Con frecuencia se olvida que la violencia representa siempre la otra cara del orden. En una sociedad sana, existe una gran cantidad de orden; y en ese orden se incluye, entre otros muchos elementos, la suficiente dosis de violencia ritualizada y encauzada dentro de unos moldes culturales establecidos por la comunidad. Ahora bien, lo que sucede hoy en la sociedad occidental, y particularmente en España, es que nos hemos cargado un gran número de elementos culturales creadores de orden —ese concepto “fascista”—, y que, además, hemos eliminado las antiguas formas de violencia cultural (pensemos, por ejemplo, en la censura que hoy en día, y en nombre de lo políticamente correcto, pesa sobre el boxeo o sobre los juguetes bélicos). De modo que la juventud se encuentra en un estado de anomia total, dentro de una sociedad que les presenta el aspecto de un páramo inhóspito y vacío que no les ofrece aventura, verdad ni misterio; que no les propone caminos de búsqueda espiritual, ni ideales de belleza, ni rutas sugestivas para explorar el misterio del mundo. ¿Cómo extrañarse entonces de que los jóvenes se sientan atraídos por una versión local de la kale borroka vasca o de los desmanes que los antisistema cometen periódicamente en Barcelona? ¿Acaso existe algo más euforizante que una buena batalla campal?

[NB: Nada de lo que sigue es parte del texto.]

//! Defines the `Error` type for the ctbn library

use std::io;
use std::result;

use thiserror::Error;

pub type Result<T> = result::Result<T, CtbnError>;

#[derive(Debug, Error)]
pub enum CtbnError {

    /// A variable, node, label or arc that was referenced does not exist
    #[error("Not found: {0}")]
    NotFound(String),

    /// A structurally wrong request, e.g. a reserved name or a table of the wrong shape
    #[error("Invalid argument: {0}")]
    InvalidArgument(String),

    /// An operation that the concrete engine does not provide
    #[error("Not implemented: {0}")]
    NotImplemented(&'static str),

    /// An operation that requires a state the object has not reached yet, e.g. a posterior
    /// queried before any inference was made
    #[error("Undefined state: {0}")]
    UndefinedState(String),

    /// Represents an incomplete instantiation where a complete instantiation was required.
    /// The value in the tuple is the names of the variables that were missing.
    #[error("Missing values for the following required variables: {0:?}")]
    IncompleteInstantiation(Vec<String>),

    /// A numerical failure (non-finite result, degenerate distribution parameters...)
    #[error("Numerical error: {0}")]
    Numerical(String),

    #[error(transparent)]
    Io(#[from] io::Error),

    #[error(transparent)]
    Csv(#[from] csv::Error),

    #[error(transparent)]
    Json(#[from] serde_json::Error),

}

impl CtbnError {

    /// `true` if this error belongs to the not-found class
    pub fn is_not_found(&self) -> bool {
        matches!(self, CtbnError::NotFound(_))
    }

    /// `true` if this error belongs to the invalid-argument class
    pub fn is_invalid_argument(&self) -> bool {
        matches!(self, CtbnError::InvalidArgument(_) | CtbnError::IncompleteInstantiation(_))
    }

}
//! Exact inference by amalgamation of every `Cim` of the network into the intensity matrix of
//! the joint process.

use crate::cim::Cim;
use crate::factor::Factor;
use crate::model::Ctbn;
use crate::util::{CtbnError, Result};
use crate::variable::DiscreteVariable;
use super::CtbnInference;

use log::debug;
use nalgebra::DMatrix;
use ndarray::Array2;


/// The elapsed time used by `make_inference`
pub const DEFAULT_ELAPSED_TIME: f64 = 5000.0;


/// Computes the distribution of the network at some time, starting from a uniform distribution
/// over the joint state space. The cost grows with the product of every domain size.
pub struct ExactAmalgamationInference<'a> {

    model: &'a Ctbn,

    /// The joint distribution over the to-state of every variable, once inference is made
    joint: Option<Factor>

}


impl<'a> ExactAmalgamationInference<'a> {

    pub fn new(model: &'a Ctbn) -> Self {
        ExactAmalgamationInference { model, joint: None }
    }

    /// The intensity matrix of the joint process
    pub fn amalgamated(&self) -> Result<Cim> {
        let mut joint = Cim::new();
        for node in self.model.nodes() {
            joint = joint.amalgamate(self.model.cim(node)?)?;
        }
        Ok(joint)
    }

    /// Compute the joint distribution after `elapsed` time units.
    ///
    /// # Errors
    /// * `CtbnError::InvalidArgument` if the network is empty
    /// * `CtbnError::Numerical` if the matrix exponential is not finite
    pub fn make_inference_at(&mut self, elapsed: f64) -> Result<()> {
        if self.model.is_empty() {
            return Err(CtbnError::InvalidArgument(String::from("cannot make inference on an empty network")));
        }

        debug!("amalgamating {} conditional intensity matrices", self.model.size());
        let mut joint = self.amalgamated()?;

        //////
        // transition probabilities: expm(t * Q)
        let q = joint.to_matrix()?;
        let n = q.nrows();
        debug!("exponentiating a {}x{} intensity matrix at t = {}", n, n, elapsed);

        let transitions = DMatrix::from_fn(n, n, |r, c| q[[r, c]] * elapsed).exp();
        if transitions.iter().any(|v| ! v.is_finite()) {
            return Err(CtbnError::Numerical(format!("matrix exponential at t = {} is not finite", elapsed)));
        }

        joint.from_matrix(&Array2::from_shape_fn((n, n), |(r, c)| transitions[(r, c)]))?;

        //////
        // uniform prior over the from-states, then marginalize them out
        let from: Vec<DiscreteVariable> = joint.variables()
                                               .iter()
                                               .filter(|v| Cim::is_from(v.name()))
                                               .cloned()
                                               .collect();
        let size: usize = from.iter().map(|v| v.cardinality()).product();
        let names: Vec<String> = from.iter().map(|v| v.name().to_string()).collect();
        let names: Vec<&str> = names.iter().map(|s| s.as_str()).collect();

        let prior = Factor::from_elem(from, 1.0 / size as f64)?;
        let dist = joint.factor().product(&prior)?.sum_out(&names)?;

        debug!("exact inference done");
        self.joint = Some(dist);
        Ok(())
    }

    /// The joint distribution over the to-states, once inference is made
    pub fn joint(&self) -> Option<&Factor> {
        self.joint.as_ref()
    }

}


impl<'a> CtbnInference for ExactAmalgamationInference<'a> {

    fn make_inference(&mut self) -> Result<()> {
        self.make_inference_at(DEFAULT_ELAPSED_TIME)
    }

    fn posterior(&self, name: &str) -> Result<Factor> {
        let joint = self.joint
                        .as_ref()
                        .ok_or_else(|| CtbnError::UndefinedState(String::from("no inference was made")))?;
        self.model.variable(name)?;

        let to = Cim::var_j(name);
        let mut marginal = joint.sum_in(&[to.as_str()])?;
        marginal.rename(&to, name)?;
        Ok(marginal)
    }

}
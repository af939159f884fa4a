//! Provides an example of how to use ctbn to learn a Continuous-Time Bayesian Network from
//! trajectories.

use ctbn as c;
use c::config::{SamplingConfig, TestConfig};
use c::estimators::ctbn_from_data;
use c::inference::ForwardSamplingInference;
use c::init::Initialization;
use c::learning::{FChi2Test, Learner};
use ndarray::array;
use rand::rngs::StdRng;
use rand::SeedableRng;

fn main() -> c::Result<()> {

    ////////////////////////////////////////////////////////////////////////////
    // Step 1:  Build the true model
    let truth = c::CtbnBuilder::new()
        .with_variable(c::DiscreteVariable::binary("A")?)
        .with_variable(c::DiscreteVariable::range("B", 3)?)
        .with_variable(c::DiscreteVariable::binary("C")?)
        .with_arc("A", "B")
        .with_arc("B", "C")
        .with_cim("A", Initialization::Matrix(array![[-1., 1.], [2., -2.]]))
        .with_cim("B", Initialization::Random(0.2, 5.))
        .with_cim("C", Initialization::Random(0.2, 5.))
        .build_using(&mut StdRng::seed_from_u64(11))?;

    ////////////////////////////////////////////////////////////////////////////
    // Step 2:  Sample trajectories from the truth and save them
    let config = SamplingConfig { time_horizon: 500., burn_in: 100, ..SamplingConfig::default() };
    let engine = ForwardSamplingInference::new(&truth, config)?;
    let trajectory = engine.sample_trajectory(20, &mut StdRng::seed_from_u64(12))?;

    let path = std::env::temp_dir().join("ctbn-estimation.csv");
    trajectory.write_csv(&path)?;
    let trajectory = c::trajectory::read_trajectory_csv(&path)?;

    ////////////////////////////////////////////////////////////////////////////
    // Step 3:  Learn the structure with the F and chi-square tests
    //
    // Note:    the learner only sees the variables observed in the data
    let skeleton = ctbn_from_data(&trajectory)?;
    let test = FChi2Test::new(&trajectory, &skeleton, TestConfig::default())?;
    let mut learner = Learner::new(test);
    let learned = learner.learn_ctbn(&skeleton, &trajectory)?;

    ////////////////////////////////////////////////////////////////////////////
    // Step 4:  Compare with the truth
    for name in truth.names() {
        println!("{}", name);
        println!("  true parents:    {:?}", truth.parent_names(name)?);
        println!("  learned parents: {:?}", learned.parent_names(name)?);
    }

    println!("A (true):      {:?}", truth.cim("A")?.to_vec());
    println!("A (estimated): {:?}", learned.cim("A")?.to_vec());

    std::fs::remove_file(&path)?;
    Ok(())
}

El problema planteado por la batalla de Pozuelo no se arregla con más policía, y tampoco —por supuesto— con más Educación para la Ciudadanía. Sólo se puede arreglar rebelándonos contra esta Matrix absurda que hoy nos aprisiona, redescubriendo el misterio inefable del mundo y, a partir de ahí, creando las bases para un nuevo tipo de cultura y de sociedad.